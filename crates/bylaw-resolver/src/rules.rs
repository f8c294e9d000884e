//! # Rule Resolution
//!
//! Looks up the limits that apply to a project from the knowledge service,
//! and falls back to the configured defaults when that is not possible.
//!
//! ## Failure Handling
//!
//! | Condition                       | Result                        |
//! |---------------------------------|-------------------------------|
//! | No service configured           | defaults, no call             |
//! | Transport error / timeout       | retry once, then defaults     |
//! | Non-2xx status                  | retry once, then defaults     |
//! | Reply missing any numeric limit | retry once, then defaults     |
//!
//! [`RuleResolver::resolve`] never returns an error.

use std::fmt;
use std::sync::Arc;

use bylaw_core::{ProjectRecord, RuleSet};
use bylaw_knowledge::{with_retry, KnowledgeError, KnowledgeService, ReplyShape, RetryPolicy};
use serde::Serialize;
use serde_json::Value;

use crate::prompt;

/// Key whose presence marks a reply object as a rule set.
const RULES_KEY: &str = "height_max";

/// Where a resolved rule set came from.
#[derive(Debug, Clone, Copy, PartialEq, Eq, Serialize)]
#[serde(rename_all = "lowercase")]
pub enum RuleSource {
    /// Parsed from a knowledge service reply.
    External,
    /// The configured defaults.
    Default,
}

impl RuleSource {
    pub fn as_str(&self) -> &'static str {
        match self {
            Self::External => "external",
            Self::Default => "default",
        }
    }
}

impl fmt::Display for RuleSource {
    fn fmt(&self, f: &mut fmt::Formatter<'_>) -> fmt::Result {
        f.write_str(self.as_str())
    }
}

/// A rule set together with its provenance.
#[derive(Debug, Clone, PartialEq)]
pub struct ResolvedRules {
    pub rules: RuleSet,
    pub source: RuleSource,
}

/// Resolves the rule set for a project.
#[derive(Debug)]
pub struct RuleResolver<K> {
    service: Option<K>,
    defaults: Arc<RuleSet>,
    retry: RetryPolicy,
}

impl<K: KnowledgeService> RuleResolver<K> {
    /// Create a resolver. `service` is `None` when the knowledge service is
    /// not configured.
    pub fn new(service: Option<K>, defaults: Arc<RuleSet>) -> Self {
        Self {
            service,
            defaults,
            retry: RetryPolicy::default(),
        }
    }

    /// Override the retry policy.
    pub fn with_retry_policy(mut self, retry: RetryPolicy) -> Self {
        self.retry = retry;
        self
    }

    /// The rule set used when resolution fails.
    pub fn defaults(&self) -> &RuleSet {
        &self.defaults
    }

    /// Whether a knowledge service is configured.
    pub fn is_configured(&self) -> bool {
        self.service.is_some()
    }

    /// Resolve the rules for `record`. Never fails; see the module docs.
    pub async fn resolve(&self, record: &ProjectRecord) -> ResolvedRules {
        let Some(service) = self.service.as_ref() else {
            tracing::debug!("knowledge service not configured, using default rules");
            return self.fallback();
        };

        let query = prompt::rules_query(service.document_id(), record);
        let query = query.as_str();
        let result = with_retry(self.retry, "resolve_rules", || async move {
            parse_rules(service.query(query).await?)
        })
        .await;

        match result {
            Ok(rules) => {
                tracing::info!(
                    source = %RuleSource::External,
                    building_type = %record.building_type,
                    "rules resolved"
                );
                ResolvedRules {
                    rules,
                    source: RuleSource::External,
                }
            }
            Err(e) => {
                tracing::warn!(
                    source = %RuleSource::Default,
                    attempts = self.retry.attempts(),
                    error = %e,
                    "rule lookup failed, using default rules"
                );
                self.fallback()
            }
        }
    }

    fn fallback(&self) -> ResolvedRules {
        ResolvedRules {
            rules: RuleSet::clone(&self.defaults),
            source: RuleSource::Default,
        }
    }
}

/// Pull a complete rule set out of a raw knowledge service reply.
///
/// # Errors
///
/// [`KnowledgeError::MalformedReply`] when the reply carries no object or
/// the object is missing a numeric limit.
pub fn parse_rules(reply: Value) -> Result<RuleSet, KnowledgeError> {
    let shape = ReplyShape::classify(reply, RULES_KEY);
    let kind = shape.kind();
    let object = shape
        .into_object()
        .ok_or_else(|| KnowledgeError::MalformedReply(format!("{kind} reply has no rule object")))?;
    RuleSet::from_json_value(Value::Object(object))
        .map_err(|e| KnowledgeError::MalformedReply(format!("{kind} reply: {e}")))
}

#[cfg(test)]
mod tests {
    use super::*;
    use crate::scripted::ScriptedService;
    use serde_json::json;

    fn reply() -> Value {
        json!({
            "height_max": 15,
            "height_clause": "BBMP 2019, Clause 4.3.3",
            "setback": {"front": 6, "rear": 2.5, "side": 2,
                        "front_clause": "Clause 5.1.1"},
            "parking_min": 10,
            "parking_clause": "Clause 6.2.1",
            "far_max": 1.75,
            "far_clause": "Table 5.4.1"
        })
    }

    fn record() -> ProjectRecord {
        ProjectRecord {
            name: "Green Tower".into(),
            building_type: "residential".into(),
            location: "Koramangala".into(),
            ..ProjectRecord::default()
        }
    }

    fn resolver(service: Option<ScriptedService>) -> RuleResolver<ScriptedService> {
        RuleResolver::new(service, Arc::new(RuleSet::builtin()))
    }

    #[tokio::test(start_paused = true)]
    async fn first_reply_is_used() {
        let resolver = resolver(Some(ScriptedService::new(vec![Ok(reply())])));
        let resolved = resolver.resolve(&record()).await;
        assert_eq!(resolved.source, RuleSource::External);
        assert_eq!(resolved.rules.height_max, 15.0);
        assert_eq!(resolved.rules.setback.rear, 2.5);
        assert_eq!(resolved.rules.setback.rear_clause, None);
    }

    #[tokio::test(start_paused = true)]
    async fn retry_result_wins_over_fallback() {
        let service = ScriptedService::new(vec![Err(ScriptedService::failing()), Ok(reply())]);
        let resolver = resolver(Some(service));
        let resolved = resolver.resolve(&record()).await;
        assert_eq!(resolved.source, RuleSource::External);
        assert_eq!(resolved.rules.far_max, 1.75);
    }

    #[tokio::test(start_paused = true)]
    async fn two_failures_fall_back_to_defaults() {
        let service = ScriptedService::new(vec![
            Err(ScriptedService::failing()),
            Err(ScriptedService::failing()),
            Ok(reply()),
        ]);
        let resolver = resolver(Some(service));
        let resolved = resolver.resolve(&record()).await;
        assert_eq!(resolved.source, RuleSource::Default);
        assert_eq!(resolved.rules, RuleSet::builtin());
        assert_eq!(resolver.service.as_ref().unwrap().calls(), 2);
    }

    #[tokio::test(start_paused = true)]
    async fn malformed_reply_is_retried() {
        let service = ScriptedService::new(vec![Ok(json!({"height_max": 15})), Ok(reply())]);
        let resolver = resolver(Some(service));
        let resolved = resolver.resolve(&record()).await;
        assert_eq!(resolved.source, RuleSource::External);
        assert_eq!(resolver.service.as_ref().unwrap().calls(), 2);
    }

    #[tokio::test(start_paused = true)]
    async fn backoff_separates_attempts() {
        let service = ScriptedService::new(vec![Err(ScriptedService::failing()), Ok(reply())]);
        let resolver = resolver(Some(service));
        let started = tokio::time::Instant::now();
        resolver.resolve(&record()).await;
        assert!(started.elapsed() >= std::time::Duration::from_secs(1));
    }

    #[tokio::test]
    async fn unconfigured_resolver_makes_no_call() {
        let resolver = resolver(None);
        assert!(!resolver.is_configured());
        let resolved = resolver.resolve(&record()).await;
        assert_eq!(resolved.source, RuleSource::Default);
        assert_eq!(&resolved.rules, resolver.defaults());
    }

    #[tokio::test(start_paused = true)]
    async fn prompt_names_building_type_and_location() {
        let resolver = resolver(Some(ScriptedService::new(vec![Ok(reply())])));
        resolver.resolve(&record()).await;
        let prompt = resolver.service.as_ref().unwrap().last_prompt().unwrap();
        assert!(prompt.contains("residential building at Koramangala"));
    }

    #[test]
    fn embedded_and_wrapped_replies_parse() {
        let text = format!("Here you go: {} Hope that helps.", reply());
        assert_eq!(parse_rules(json!(text)).unwrap().far_max, 1.75);

        let wrapped = json!({"result": reply().to_string()});
        assert_eq!(parse_rules(wrapped).unwrap().height_max, 15.0);
    }

    #[test]
    fn prose_and_partial_replies_are_malformed() {
        assert!(matches!(
            parse_rules(json!("The height limit is 12 m.")),
            Err(KnowledgeError::MalformedReply(_))
        ));
        let mut partial = reply();
        partial["setback"].as_object_mut().unwrap().remove("side");
        assert!(matches!(parse_rules(partial), Err(KnowledgeError::MalformedReply(_))));
    }

    #[test]
    fn source_labels() {
        assert_eq!(RuleSource::External.to_string(), "external");
        assert_eq!(serde_json::to_value(RuleSource::Default).unwrap(), json!("default"));
    }
}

--

TASK DESCRIPTION:
Copy out all lines above holding "MalformedReply".

SOLUTION TO THIS PROBLEM:
/// [`KnowledgeError::MalformedReply`] when the reply carries no object or
        .ok_or_else(|| KnowledgeError::MalformedReply(format!("{kind} reply has no rule object")))?;
        .map_err(|e| KnowledgeError::MalformedReply(format!("{kind} reply: {e}")))
            Err(KnowledgeError::MalformedReply(_))
        assert!(matches!(parse_rules(partial), Err(KnowledgeError::MalformedReply(_))));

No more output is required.